Adjusting the CPU and memory reservations for integration server or integration runtime pods with the Vertical Pod Autoscaler
The Vertical Pod Autoscaler (VPA) is a Kubernetes resource that automates the process for setting resource limits and requests for the pods in a cluster. You can install the VPA in your cluster and then use it to configure autoscaling for your running integration server or integration runtime pods to ensure that they are not over resourced, or can be scaled up when demand increases.
You configure autoscaling for an integration server or integration runtime by deploying a VPA object that defines minimum and maximum CPU and memory limits for pod containers, with an update policy to automatically modify resource requests. The VPA then monitors CPU and memory usage over an extended period of time, generates recommendations to apply to the integration server or integration runtime pods, and dynamically scales up or scales down as required.
Before you begin
Ensure that your cluster administrator has configured cluster metrics.

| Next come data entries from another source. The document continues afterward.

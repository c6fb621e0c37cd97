//! Lock-free pipeline health metrics and periodic reporting
//!
//! Every pipeline stage records into one `Metrics` per session using atomics,
//! so producers calling `report()` never contend on a lock. Reporting swaps
//! the periodic counters to zero to get a consistent snapshot.
//!
//! Relaxed ordering throughout: these are counters, not synchronization.

use std::sync::atomic::{AtomicU64, Ordering};
use std::time::Instant;
use tracing::info;

const NUM_BUCKETS: usize = 11;

/// Prometheus-style exponential bucket boundaries (microseconds)
/// Buckets: ≤100, ≤200, ≤400, ≤800, ≤1600, ≤3200, ≤6400, ≤12800, ≤25600, ≤51200, >51200
const LATENCY_BOUNDS: [u64; NUM_BUCKETS - 1] =
    [100, 200, 400, 800, 1600, 3200, 6400, 12800, 25600, 51200];

/// Samples per finalized bucket, powers of 4
/// Buckets: ≤4, ≤16, ≤64, ≤256, ≤1Ki, ≤4Ki, ≤16Ki, ≤64Ki, ≤256Ki, ≤1Mi, >1Mi
const SIZE_BOUNDS: [u64; NUM_BUCKETS - 1] =
    [4, 16, 64, 256, 1024, 4096, 16384, 65536, 262144, 1048576];

/// Compute bucket index for a value using binary search
#[inline]
fn bucket_index(bounds: &[u64; NUM_BUCKETS - 1], value: u64) -> usize {
    bounds.partition_point(|&bound| bound < value)
}

/// Update an atomic max value using compare-and-swap loop
#[inline]
fn update_atomic_max(atomic_max: &AtomicU64, new_value: u64) {
    let mut current_max = atomic_max.load(Ordering::Relaxed);
    while new_value > current_max {
        match atomic_max.compare_exchange_weak(
            current_max,
            new_value,
            Ordering::Relaxed,
            Ordering::Relaxed,
        ) {
            Ok(_) => break,
            Err(actual) => current_max = actual,
        }
    }
}

/// Swap all buckets to zero and return their values
#[inline]
fn swap_buckets(buckets: &[AtomicU64; NUM_BUCKETS]) -> [u64; NUM_BUCKETS] {
    let mut result = [0u64; NUM_BUCKETS];
    for (i, bucket) in buckets.iter().enumerate() {
        result[i] = bucket.swap(0, Ordering::Relaxed);
    }
    result
}

/// Compute percentile from histogram buckets
/// Returns the upper bound of the bucket containing the percentile; the
/// overflow bucket reports twice the last bound
fn percentile_from_buckets(
    bounds: &[u64; NUM_BUCKETS - 1],
    buckets: &[u64; NUM_BUCKETS],
    percentile: f64,
) -> u64 {
    let total: u64 = buckets.iter().sum();
    if total == 0 {
        return 0;
    }

    let target = ((total as f64 * percentile).ceil() as u64).max(1);
    let mut cumulative = 0u64;

    let overflow = bounds[NUM_BUCKETS - 2] * 2;

    for (i, &count) in buckets.iter().enumerate() {
        cumulative += count;
        if cumulative >= target {
            return bounds.get(i).copied().unwrap_or(overflow);
        }
    }
    overflow
}

/// Lock-free pipeline metrics
pub struct Metrics {
    /// `report()` calls accepted while the recorder was open (monotonic)
    trips_reported: AtomicU64,
    /// Trips reported since last summary (reset on report)
    trips_since_report: AtomicU64,
    /// Trips dropped because the trip queue was full (monotonic)
    trips_dropped: AtomicU64,
    /// Trips placed into a bucket by the recorder worker (monotonic)
    trips_recorded: AtomicU64,
    /// Finalized buckets handed to the calculator (monotonic)
    buckets_emitted: AtomicU64,
    /// Finalized buckets dropped on a full bucket queue (monotonic)
    buckets_dropped: AtomicU64,
    /// Largest bucket since last summary (reset on report)
    bucket_size_max: AtomicU64,
    /// Samples-per-bucket histogram (reset on report)
    bucket_size_buckets: [AtomicU64; NUM_BUCKETS],
    /// Stats delivered to the session fan-out (monotonic)
    stats_emitted: AtomicU64,
    /// Stats dropped on a full stat queue (monotonic)
    stats_dropped: AtomicU64,
    /// Stats dropped on the external stream (monotonic)
    stream_dropped: AtomicU64,
    /// Per-bucket statistics calculation time histogram (reset on report)
    calc_latency_buckets: [AtomicU64; NUM_BUCKETS],
    /// Sum of calculation times (reset on report)
    calc_latency_sum_us: AtomicU64,
    /// Max calculation time (reset on report)
    calc_latency_max_us: AtomicU64,
    /// Last report time (only accessed from reporter, not atomic)
    last_report_time: parking_lot::Mutex<Instant>,
}

impl Metrics {
    pub fn new() -> Self {
        Self {
            trips_reported: AtomicU64::new(0),
            trips_since_report: AtomicU64::new(0),
            trips_dropped: AtomicU64::new(0),
            trips_recorded: AtomicU64::new(0),
            buckets_emitted: AtomicU64::new(0),
            buckets_dropped: AtomicU64::new(0),
            bucket_size_max: AtomicU64::new(0),
            bucket_size_buckets: std::array::from_fn(|_| AtomicU64::new(0)),
            stats_emitted: AtomicU64::new(0),
            stats_dropped: AtomicU64::new(0),
            stream_dropped: AtomicU64::new(0),
            calc_latency_buckets: std::array::from_fn(|_| AtomicU64::new(0)),
            calc_latency_sum_us: AtomicU64::new(0),
            calc_latency_max_us: AtomicU64::new(0),
            last_report_time: parking_lot::Mutex::new(Instant::now()),
        }
    }

    /// Record a `report()` call that reached an open recorder (lock-free)
    #[inline]
    pub fn record_trip_reported(&self) {
        self.trips_reported.fetch_add(1, Ordering::Relaxed);
        self.trips_since_report.fetch_add(1, Ordering::Relaxed);
    }

    #[inline]
    pub fn record_trip_dropped(&self) {
        self.trips_dropped.fetch_add(1, Ordering::Relaxed);
    }

    #[inline]
    pub fn record_trips_recorded(&self, count: u64) {
        self.trips_recorded.fetch_add(count, Ordering::Relaxed);
    }

    /// Record a finalized bucket and its sample count
    #[inline]
    pub fn record_bucket_emitted(&self, samples: u64) {
        self.buckets_emitted.fetch_add(1, Ordering::Relaxed);
        update_atomic_max(&self.bucket_size_max, samples);
        self.bucket_size_buckets[bucket_index(&SIZE_BOUNDS, samples)]
            .fetch_add(1, Ordering::Relaxed);
    }

    #[inline]
    pub fn record_bucket_dropped(&self) {
        self.buckets_dropped.fetch_add(1, Ordering::Relaxed);
    }

    /// Record the time spent deriving one Stat from a bucket
    #[inline]
    pub fn record_stat_calculated(&self, latency_us: u64) {
        self.calc_latency_sum_us.fetch_add(latency_us, Ordering::Relaxed);
        let bucket = bucket_index(&LATENCY_BOUNDS, latency_us);
        self.calc_latency_buckets[bucket].fetch_add(1, Ordering::Relaxed);
        update_atomic_max(&self.calc_latency_max_us, latency_us);
    }

    #[inline]
    pub fn record_stat_emitted(&self) {
        self.stats_emitted.fetch_add(1, Ordering::Relaxed);
    }

    #[inline]
    pub fn record_stat_dropped(&self) {
        self.stats_dropped.fetch_add(1, Ordering::Relaxed);
    }

    #[inline]
    pub fn record_stream_dropped(&self) {
        self.stream_dropped.fetch_add(1, Ordering::Relaxed);
    }

    #[inline]
    pub fn trips_reported(&self) -> u64 {
        self.trips_reported.load(Ordering::Relaxed)
    }

    #[inline]
    pub fn trips_dropped(&self) -> u64 {
        self.trips_dropped.load(Ordering::Relaxed)
    }

    #[inline]
    pub fn trips_recorded(&self) -> u64 {
        self.trips_recorded.load(Ordering::Relaxed)
    }

    #[inline]
    pub fn buckets_emitted(&self) -> u64 {
        self.buckets_emitted.load(Ordering::Relaxed)
    }

    #[inline]
    pub fn buckets_dropped(&self) -> u64 {
        self.buckets_dropped.load(Ordering::Relaxed)
    }

    #[inline]
    pub fn stats_emitted(&self) -> u64 {
        self.stats_emitted.load(Ordering::Relaxed)
    }

    #[inline]
    pub fn stats_dropped(&self) -> u64 {
        self.stats_dropped.load(Ordering::Relaxed)
    }

    #[inline]
    pub fn stream_dropped(&self) -> u64 {
        self.stream_dropped.load(Ordering::Relaxed)
    }

    /// Calculate and return metrics summary, then reset periodic counters
    ///
    /// This is the only method that resets counters. It uses atomic swap
    /// to get a consistent snapshot while allowing concurrent updates.
    pub fn report(&self) -> MetricsSummary {
        let trips_count = self.trips_since_report.swap(0, Ordering::Relaxed);
        let bucket_size_max = self.bucket_size_max.swap(0, Ordering::Relaxed);
        let bucket_size_buckets = swap_buckets(&self.bucket_size_buckets);

        let calc_lat_buckets = swap_buckets(&self.calc_latency_buckets);
        let calc_latency_sum = self.calc_latency_sum_us.swap(0, Ordering::Relaxed);
        let calc_latency_max = self.calc_latency_max_us.swap(0, Ordering::Relaxed);
        let calc_count: u64 = calc_lat_buckets.iter().sum();

        let elapsed = {
            let mut last = self.last_report_time.lock();
            let elapsed = last.elapsed();
            *last = Instant::now();
            elapsed
        };

        let trips_per_sec = if elapsed.as_secs_f64() > 0.0 {
            trips_count as f64 / elapsed.as_secs_f64()
        } else {
            0.0
        };

        let calc_avg_us = if calc_count > 0 { calc_latency_sum / calc_count } else { 0 };

        MetricsSummary {
            trips_reported: self.trips_reported(),
            trips_per_sec,
            trips_dropped: self.trips_dropped(),
            trips_recorded: self.trips_recorded(),
            buckets_emitted: self.buckets_emitted(),
            buckets_dropped: self.buckets_dropped(),
            bucket_size_max,
            bucket_size_buckets,
            bucket_size_p99: percentile_from_buckets(&SIZE_BOUNDS, &bucket_size_buckets, 0.99),
            stats_emitted: self.stats_emitted(),
            stats_dropped: self.stats_dropped(),
            stream_dropped: self.stream_dropped(),
            calc_lat_buckets,
            calc_lat_avg_us: calc_avg_us,
            calc_lat_max_us: calc_latency_max,
            calc_lat_p99_us: percentile_from_buckets(&LATENCY_BOUNDS, &calc_lat_buckets, 0.99),
        }
    }
}

impl Default for Metrics {
    fn default() -> Self {
        Self::new()
    }
}

#[derive(Debug)]
pub struct MetricsSummary {
    pub trips_reported: u64,
    pub trips_per_sec: f64,
    pub trips_dropped: u64,
    pub trips_recorded: u64,
    pub buckets_emitted: u64,
    pub buckets_dropped: u64,
    /// Largest bucket (samples) since the previous summary
    pub bucket_size_max: u64,
    /// Samples-per-bucket histogram
    /// Bounds: ≤4, ≤16, ≤64, ≤256, ≤1Ki, ≤4Ki, ≤16Ki, ≤64Ki, ≤256Ki, ≤1Mi, >1Mi
    pub bucket_size_buckets: [u64; NUM_BUCKETS],
    pub bucket_size_p99: u64,
    pub stats_emitted: u64,
    pub stats_dropped: u64,
    pub stream_dropped: u64,
    /// Stat calculation latency histogram buckets
    /// Bounds: ≤100, ≤200, ≤400, ≤800, ≤1600, ≤3200, ≤6400, ≤12800, ≤25600, ≤51200, >51200 µs
    pub calc_lat_buckets: [u64; NUM_BUCKETS],
    pub calc_lat_avg_us: u64,
    pub calc_lat_max_us: u64,
    pub calc_lat_p99_us: u64,
}

impl MetricsSummary {
    pub fn log(&self) {
        info!(
            trips_reported = %self.trips_reported,
            trips_per_sec = format!("{:.1}", self.trips_per_sec),
            trips_dropped = %self.trips_dropped,
            trips_recorded = %self.trips_recorded,
            buckets_emitted = %self.buckets_emitted,
            buckets_dropped = %self.buckets_dropped,
            bucket_size_max = %self.bucket_size_max,
            bucket_size_p99 = %self.bucket_size_p99,
            stats_dropped = %self.stats_dropped,
            stream_dropped = %self.stream_dropped,
            calc_avg_us = %self.calc_lat_avg_us,
            calc_p99_us = %self.calc_lat_p99_us,
            "pipeline_metrics"
        );
    }
}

Ensure that you have cluster administrator permissions and are logged in to your cluster.
Installing the VPA
The VPA comprises three components (admission-controller, recommender, and updater), which are deployed when you install.
Installing on Red Hat OpenShift
For Red Hat®
OpenShift® clusters, see the Red Hat
OpenShift documentation for
installation details. The VPA is typically installed into the
openshift-vertical-pod-autoscaler
namespace.
Installing on Kubernetes
For traditional Kubernetes clusters, see the Kubernetes documentation for
installation details. The VPA is installed into the kube-system
Kubernetes
namespace by default.
After you install, ensure that the required permissions are assigned to the VPA deployment as described in Configuring role-based access control (RBAC).
Configuring role-based access control (RBAC)
Specify which autoscaling actions can be performed on deployed integration servers or
integration runtimes by assigning RBAC permissions to VPA cluster roles. You can do so by creating
ClusterRole
and ClusterRoleBinding
resources that are linked to
the vpa-recommender
service account that is installed with the VPA.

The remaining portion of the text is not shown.